*** Begin section ***

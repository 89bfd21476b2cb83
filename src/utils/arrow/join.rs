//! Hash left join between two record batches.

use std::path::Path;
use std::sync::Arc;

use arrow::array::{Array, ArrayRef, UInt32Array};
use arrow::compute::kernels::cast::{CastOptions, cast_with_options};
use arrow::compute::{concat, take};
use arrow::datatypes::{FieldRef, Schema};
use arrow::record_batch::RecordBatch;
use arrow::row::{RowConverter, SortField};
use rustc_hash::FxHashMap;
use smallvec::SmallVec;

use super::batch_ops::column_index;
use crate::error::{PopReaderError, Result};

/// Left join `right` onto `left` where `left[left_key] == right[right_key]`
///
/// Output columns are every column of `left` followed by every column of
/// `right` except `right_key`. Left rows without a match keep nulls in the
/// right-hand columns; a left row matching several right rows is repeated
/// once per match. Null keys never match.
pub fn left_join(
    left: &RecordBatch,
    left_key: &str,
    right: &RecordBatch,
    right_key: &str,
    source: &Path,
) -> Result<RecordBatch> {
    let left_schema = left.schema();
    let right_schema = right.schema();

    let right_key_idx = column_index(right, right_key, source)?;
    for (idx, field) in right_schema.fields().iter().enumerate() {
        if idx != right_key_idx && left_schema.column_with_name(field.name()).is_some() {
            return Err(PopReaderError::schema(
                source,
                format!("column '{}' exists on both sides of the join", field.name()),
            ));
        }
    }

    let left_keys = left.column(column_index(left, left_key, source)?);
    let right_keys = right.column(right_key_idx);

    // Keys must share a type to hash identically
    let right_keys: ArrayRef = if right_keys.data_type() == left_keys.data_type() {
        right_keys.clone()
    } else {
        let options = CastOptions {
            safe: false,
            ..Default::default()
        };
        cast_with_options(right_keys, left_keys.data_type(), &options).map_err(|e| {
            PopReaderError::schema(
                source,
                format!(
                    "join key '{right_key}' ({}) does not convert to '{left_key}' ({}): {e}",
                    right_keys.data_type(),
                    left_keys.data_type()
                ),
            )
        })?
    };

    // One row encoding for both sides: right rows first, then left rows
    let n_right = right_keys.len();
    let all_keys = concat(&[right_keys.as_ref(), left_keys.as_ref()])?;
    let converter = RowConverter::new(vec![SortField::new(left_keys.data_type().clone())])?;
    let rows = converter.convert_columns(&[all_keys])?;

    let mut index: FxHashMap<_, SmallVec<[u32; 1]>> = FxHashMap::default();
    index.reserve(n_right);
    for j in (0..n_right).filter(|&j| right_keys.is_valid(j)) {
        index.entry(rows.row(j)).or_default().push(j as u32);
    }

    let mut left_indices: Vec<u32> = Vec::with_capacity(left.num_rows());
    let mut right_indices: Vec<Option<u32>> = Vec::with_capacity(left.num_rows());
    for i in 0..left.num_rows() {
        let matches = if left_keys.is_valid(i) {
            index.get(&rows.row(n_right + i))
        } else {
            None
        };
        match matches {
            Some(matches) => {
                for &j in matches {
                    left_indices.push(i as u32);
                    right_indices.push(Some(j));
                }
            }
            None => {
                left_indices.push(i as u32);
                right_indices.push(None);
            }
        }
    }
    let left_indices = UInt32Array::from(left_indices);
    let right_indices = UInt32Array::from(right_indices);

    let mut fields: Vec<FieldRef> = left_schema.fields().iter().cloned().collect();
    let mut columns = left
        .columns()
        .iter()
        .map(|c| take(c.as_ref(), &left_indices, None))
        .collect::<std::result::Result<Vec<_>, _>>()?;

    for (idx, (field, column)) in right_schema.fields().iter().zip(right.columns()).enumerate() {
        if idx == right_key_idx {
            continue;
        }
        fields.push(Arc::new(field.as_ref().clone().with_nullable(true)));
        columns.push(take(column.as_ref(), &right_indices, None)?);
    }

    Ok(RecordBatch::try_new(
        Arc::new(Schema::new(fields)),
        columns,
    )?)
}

*** End section ***
*** Begin section ***

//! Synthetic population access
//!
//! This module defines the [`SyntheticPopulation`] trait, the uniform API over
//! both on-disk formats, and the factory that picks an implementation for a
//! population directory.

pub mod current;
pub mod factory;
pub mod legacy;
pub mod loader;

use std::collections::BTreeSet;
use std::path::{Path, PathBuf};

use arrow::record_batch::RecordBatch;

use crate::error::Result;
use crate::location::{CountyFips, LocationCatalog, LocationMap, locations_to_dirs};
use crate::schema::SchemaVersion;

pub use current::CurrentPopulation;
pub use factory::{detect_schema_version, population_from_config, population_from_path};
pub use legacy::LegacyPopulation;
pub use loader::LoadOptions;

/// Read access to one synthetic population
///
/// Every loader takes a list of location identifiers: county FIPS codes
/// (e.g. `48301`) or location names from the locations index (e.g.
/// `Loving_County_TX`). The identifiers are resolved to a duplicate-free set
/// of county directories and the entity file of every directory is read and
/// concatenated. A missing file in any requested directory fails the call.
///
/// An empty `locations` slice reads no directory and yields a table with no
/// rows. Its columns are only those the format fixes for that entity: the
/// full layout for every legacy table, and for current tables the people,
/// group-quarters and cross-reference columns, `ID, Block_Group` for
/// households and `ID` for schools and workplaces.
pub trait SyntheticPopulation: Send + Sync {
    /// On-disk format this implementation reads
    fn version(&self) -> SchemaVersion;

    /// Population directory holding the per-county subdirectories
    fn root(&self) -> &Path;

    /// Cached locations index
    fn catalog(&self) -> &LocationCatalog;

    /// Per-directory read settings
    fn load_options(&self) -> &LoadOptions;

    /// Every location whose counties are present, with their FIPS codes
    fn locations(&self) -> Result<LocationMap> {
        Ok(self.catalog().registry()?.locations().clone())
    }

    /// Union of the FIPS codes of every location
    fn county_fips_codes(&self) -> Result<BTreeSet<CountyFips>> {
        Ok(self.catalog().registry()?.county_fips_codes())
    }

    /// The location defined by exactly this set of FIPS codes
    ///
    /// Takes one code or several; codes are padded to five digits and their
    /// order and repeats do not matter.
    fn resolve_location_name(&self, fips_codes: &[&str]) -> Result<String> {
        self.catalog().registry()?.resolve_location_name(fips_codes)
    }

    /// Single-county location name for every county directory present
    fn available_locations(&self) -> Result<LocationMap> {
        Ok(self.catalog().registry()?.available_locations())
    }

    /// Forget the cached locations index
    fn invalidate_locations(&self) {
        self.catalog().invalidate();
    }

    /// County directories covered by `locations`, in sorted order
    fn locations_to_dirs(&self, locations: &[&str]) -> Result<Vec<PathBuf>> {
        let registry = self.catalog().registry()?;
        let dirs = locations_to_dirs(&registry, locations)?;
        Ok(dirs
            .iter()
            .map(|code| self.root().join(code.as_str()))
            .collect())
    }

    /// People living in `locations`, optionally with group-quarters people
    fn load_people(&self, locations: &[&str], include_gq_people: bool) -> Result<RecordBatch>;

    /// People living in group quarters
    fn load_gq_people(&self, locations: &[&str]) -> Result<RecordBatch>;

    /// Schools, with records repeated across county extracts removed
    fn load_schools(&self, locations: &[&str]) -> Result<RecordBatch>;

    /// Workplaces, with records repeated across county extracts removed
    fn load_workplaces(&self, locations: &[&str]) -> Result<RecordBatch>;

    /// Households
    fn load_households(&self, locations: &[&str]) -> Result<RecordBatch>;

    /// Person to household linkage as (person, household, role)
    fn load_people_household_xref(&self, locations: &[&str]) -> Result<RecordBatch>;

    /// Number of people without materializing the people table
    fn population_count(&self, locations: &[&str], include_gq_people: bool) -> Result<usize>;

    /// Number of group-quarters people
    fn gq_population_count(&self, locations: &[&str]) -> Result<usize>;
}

*** End section ***

§ BRIEF
Copy every line of the material in which the word "Number" occurs.

§ SOLVED PROBLEM
    /// Number of people without materializing the people table
    /// Number of group-quarters people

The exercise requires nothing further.